Please copy each line of the records below that includes the word "strings".
··· Exercise data ···
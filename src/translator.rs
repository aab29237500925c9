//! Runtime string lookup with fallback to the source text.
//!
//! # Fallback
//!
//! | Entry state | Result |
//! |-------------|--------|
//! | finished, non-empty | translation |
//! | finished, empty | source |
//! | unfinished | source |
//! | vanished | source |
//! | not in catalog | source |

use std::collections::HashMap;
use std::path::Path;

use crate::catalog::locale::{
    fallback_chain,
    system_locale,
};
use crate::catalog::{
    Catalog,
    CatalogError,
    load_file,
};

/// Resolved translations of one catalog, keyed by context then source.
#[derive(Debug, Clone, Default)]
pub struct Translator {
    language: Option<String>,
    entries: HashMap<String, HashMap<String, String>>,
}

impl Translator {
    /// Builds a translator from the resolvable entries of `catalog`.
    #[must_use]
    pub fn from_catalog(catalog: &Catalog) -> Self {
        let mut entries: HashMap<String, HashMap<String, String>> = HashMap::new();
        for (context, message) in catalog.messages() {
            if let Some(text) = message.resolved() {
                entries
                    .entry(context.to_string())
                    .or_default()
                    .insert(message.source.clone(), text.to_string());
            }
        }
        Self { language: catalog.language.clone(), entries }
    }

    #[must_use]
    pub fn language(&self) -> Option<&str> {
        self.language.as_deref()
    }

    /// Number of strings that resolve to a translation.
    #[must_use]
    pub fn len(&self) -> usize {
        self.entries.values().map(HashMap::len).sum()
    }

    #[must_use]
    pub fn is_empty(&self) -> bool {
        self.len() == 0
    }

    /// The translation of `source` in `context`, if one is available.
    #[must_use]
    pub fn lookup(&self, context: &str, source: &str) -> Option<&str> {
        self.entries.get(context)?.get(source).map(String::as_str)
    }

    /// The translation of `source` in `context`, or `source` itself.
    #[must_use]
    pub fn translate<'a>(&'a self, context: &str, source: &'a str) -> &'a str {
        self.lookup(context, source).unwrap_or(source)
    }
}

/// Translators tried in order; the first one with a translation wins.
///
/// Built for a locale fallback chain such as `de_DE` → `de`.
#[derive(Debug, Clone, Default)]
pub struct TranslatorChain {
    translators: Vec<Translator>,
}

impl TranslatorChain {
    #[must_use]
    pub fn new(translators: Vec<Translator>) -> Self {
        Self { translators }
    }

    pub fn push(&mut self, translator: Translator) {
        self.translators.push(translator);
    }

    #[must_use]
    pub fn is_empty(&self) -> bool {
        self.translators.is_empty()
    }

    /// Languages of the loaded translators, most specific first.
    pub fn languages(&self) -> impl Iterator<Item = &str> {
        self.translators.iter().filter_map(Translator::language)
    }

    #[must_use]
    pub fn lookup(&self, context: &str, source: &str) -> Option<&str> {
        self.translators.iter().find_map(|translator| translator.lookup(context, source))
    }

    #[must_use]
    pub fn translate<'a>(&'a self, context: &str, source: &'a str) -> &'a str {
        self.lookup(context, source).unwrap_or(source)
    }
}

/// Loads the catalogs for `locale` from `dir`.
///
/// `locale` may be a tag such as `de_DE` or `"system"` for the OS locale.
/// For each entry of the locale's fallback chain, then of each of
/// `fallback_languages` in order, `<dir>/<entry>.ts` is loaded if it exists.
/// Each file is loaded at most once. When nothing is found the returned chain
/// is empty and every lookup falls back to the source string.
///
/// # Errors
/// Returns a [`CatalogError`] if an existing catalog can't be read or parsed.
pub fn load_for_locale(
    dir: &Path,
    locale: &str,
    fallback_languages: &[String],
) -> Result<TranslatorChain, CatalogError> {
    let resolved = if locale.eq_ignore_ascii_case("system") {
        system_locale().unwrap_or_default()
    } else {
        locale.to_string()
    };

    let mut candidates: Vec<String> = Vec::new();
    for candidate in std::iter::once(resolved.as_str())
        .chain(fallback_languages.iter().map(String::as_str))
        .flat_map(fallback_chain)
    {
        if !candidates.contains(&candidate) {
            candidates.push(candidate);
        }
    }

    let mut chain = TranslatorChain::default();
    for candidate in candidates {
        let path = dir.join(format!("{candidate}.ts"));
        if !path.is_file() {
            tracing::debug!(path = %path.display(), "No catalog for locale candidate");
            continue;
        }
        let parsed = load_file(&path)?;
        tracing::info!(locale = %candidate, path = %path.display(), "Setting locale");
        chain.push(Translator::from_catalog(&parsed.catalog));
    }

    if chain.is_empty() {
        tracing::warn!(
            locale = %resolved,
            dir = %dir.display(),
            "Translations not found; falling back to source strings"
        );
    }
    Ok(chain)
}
···
_Answer box_
    /// Number of strings that resolve to a translation.
            "Translations not found; falling back to source strings"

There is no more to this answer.